# Aim of the task
Go through the lines below. Copy those with "UserId".

Segment Start: Data

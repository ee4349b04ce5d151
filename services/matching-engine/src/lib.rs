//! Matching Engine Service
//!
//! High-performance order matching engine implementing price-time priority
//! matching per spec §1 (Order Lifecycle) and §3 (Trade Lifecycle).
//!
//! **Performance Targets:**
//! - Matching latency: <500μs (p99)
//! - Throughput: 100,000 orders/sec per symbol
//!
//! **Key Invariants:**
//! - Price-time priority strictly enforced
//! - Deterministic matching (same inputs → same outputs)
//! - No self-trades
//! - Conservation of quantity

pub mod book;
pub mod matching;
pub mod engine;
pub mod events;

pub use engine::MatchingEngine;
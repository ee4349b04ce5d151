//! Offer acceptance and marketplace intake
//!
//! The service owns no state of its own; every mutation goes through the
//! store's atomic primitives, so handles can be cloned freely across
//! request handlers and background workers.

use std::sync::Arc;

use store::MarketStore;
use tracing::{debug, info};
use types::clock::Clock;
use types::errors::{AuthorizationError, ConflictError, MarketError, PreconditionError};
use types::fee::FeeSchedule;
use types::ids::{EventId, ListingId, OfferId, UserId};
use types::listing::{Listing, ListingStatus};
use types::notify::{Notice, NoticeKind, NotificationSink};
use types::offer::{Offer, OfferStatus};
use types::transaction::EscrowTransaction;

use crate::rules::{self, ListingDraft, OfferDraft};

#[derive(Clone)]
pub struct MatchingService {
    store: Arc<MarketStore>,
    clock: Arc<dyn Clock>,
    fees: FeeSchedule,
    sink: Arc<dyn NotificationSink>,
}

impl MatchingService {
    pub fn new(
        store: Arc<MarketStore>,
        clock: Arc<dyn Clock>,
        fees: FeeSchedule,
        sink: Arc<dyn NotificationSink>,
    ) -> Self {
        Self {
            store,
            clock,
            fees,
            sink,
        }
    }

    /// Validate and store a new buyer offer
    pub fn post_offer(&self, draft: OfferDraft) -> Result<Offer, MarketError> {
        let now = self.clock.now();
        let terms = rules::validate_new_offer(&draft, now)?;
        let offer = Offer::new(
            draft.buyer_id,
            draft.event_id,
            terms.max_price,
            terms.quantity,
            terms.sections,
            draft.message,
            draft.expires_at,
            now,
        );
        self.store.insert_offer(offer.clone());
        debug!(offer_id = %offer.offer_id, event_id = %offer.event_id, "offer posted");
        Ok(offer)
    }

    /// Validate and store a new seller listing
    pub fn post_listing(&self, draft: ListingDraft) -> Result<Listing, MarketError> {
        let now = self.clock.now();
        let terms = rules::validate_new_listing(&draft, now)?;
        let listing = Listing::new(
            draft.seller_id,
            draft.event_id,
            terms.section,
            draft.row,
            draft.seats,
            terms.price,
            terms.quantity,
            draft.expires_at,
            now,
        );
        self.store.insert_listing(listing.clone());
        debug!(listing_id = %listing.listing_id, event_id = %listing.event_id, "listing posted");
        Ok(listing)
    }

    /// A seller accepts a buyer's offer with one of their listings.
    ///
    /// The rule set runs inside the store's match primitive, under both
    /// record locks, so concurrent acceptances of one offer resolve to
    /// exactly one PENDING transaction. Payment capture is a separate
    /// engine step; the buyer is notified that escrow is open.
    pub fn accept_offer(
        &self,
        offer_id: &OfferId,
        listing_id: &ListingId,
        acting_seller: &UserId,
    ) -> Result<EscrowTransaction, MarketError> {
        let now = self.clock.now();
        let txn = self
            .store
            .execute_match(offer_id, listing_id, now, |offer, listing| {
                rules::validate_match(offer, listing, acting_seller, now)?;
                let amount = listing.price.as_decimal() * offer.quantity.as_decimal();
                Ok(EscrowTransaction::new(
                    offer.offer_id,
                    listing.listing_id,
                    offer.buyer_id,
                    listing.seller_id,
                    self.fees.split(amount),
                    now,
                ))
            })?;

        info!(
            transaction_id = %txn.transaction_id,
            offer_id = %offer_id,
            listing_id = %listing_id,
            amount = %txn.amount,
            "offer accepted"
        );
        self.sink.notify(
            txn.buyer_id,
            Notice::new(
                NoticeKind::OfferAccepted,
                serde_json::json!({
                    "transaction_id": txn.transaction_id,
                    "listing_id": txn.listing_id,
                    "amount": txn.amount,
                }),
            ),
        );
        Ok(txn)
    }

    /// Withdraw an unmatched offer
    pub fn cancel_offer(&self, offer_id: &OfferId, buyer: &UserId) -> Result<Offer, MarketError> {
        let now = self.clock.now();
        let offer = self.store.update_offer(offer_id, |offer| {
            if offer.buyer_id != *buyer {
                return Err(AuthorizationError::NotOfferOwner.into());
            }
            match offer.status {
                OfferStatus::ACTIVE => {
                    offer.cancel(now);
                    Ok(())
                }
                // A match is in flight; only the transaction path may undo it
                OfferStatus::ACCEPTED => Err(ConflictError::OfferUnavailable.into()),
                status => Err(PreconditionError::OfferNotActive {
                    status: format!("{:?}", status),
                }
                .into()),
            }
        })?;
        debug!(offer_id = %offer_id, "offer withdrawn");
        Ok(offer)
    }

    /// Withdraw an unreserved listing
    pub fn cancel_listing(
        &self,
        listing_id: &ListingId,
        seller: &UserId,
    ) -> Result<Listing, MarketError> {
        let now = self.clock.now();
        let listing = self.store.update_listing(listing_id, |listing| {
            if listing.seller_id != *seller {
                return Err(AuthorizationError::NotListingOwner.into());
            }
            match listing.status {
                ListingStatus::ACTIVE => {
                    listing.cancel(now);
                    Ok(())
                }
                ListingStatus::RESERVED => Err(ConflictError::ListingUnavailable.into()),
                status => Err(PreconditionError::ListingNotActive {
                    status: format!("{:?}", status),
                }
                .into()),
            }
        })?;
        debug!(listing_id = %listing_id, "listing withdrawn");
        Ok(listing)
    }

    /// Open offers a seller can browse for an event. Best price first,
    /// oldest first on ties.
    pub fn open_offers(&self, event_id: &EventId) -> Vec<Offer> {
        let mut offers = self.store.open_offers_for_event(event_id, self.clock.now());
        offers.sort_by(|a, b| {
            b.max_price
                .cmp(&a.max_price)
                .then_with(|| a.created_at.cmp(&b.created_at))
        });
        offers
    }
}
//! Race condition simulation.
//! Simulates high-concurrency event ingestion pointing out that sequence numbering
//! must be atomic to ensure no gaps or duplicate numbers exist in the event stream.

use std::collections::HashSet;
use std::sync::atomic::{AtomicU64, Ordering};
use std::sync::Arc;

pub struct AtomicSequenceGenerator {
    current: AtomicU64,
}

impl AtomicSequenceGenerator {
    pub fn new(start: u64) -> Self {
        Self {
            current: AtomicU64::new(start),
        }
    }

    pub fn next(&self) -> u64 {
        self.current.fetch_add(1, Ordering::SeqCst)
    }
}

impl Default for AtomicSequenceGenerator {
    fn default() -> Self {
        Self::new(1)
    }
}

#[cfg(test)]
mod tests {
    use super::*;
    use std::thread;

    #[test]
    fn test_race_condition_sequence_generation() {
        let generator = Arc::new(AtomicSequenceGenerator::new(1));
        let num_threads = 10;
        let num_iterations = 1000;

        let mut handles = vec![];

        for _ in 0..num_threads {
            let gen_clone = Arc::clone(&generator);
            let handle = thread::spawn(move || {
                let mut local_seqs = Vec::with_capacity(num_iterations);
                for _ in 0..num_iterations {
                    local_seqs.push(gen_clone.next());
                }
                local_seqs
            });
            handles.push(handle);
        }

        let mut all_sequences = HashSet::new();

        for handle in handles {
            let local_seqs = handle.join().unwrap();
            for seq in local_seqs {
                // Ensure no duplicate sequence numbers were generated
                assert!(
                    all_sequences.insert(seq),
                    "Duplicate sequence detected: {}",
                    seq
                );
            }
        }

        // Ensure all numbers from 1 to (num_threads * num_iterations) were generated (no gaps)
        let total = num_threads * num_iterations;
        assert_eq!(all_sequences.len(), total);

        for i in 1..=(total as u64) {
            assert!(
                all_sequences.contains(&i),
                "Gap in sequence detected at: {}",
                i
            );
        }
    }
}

Segment End: Data

# Response to the exercise
use types::ids::{EventId, ListingId, OfferId, UserId};
        acting_seller: &UserId,
    pub fn cancel_offer(&self, offer_id: &OfferId, buyer: &UserId) -> Result<Offer, MarketError> {
        seller: &UserId,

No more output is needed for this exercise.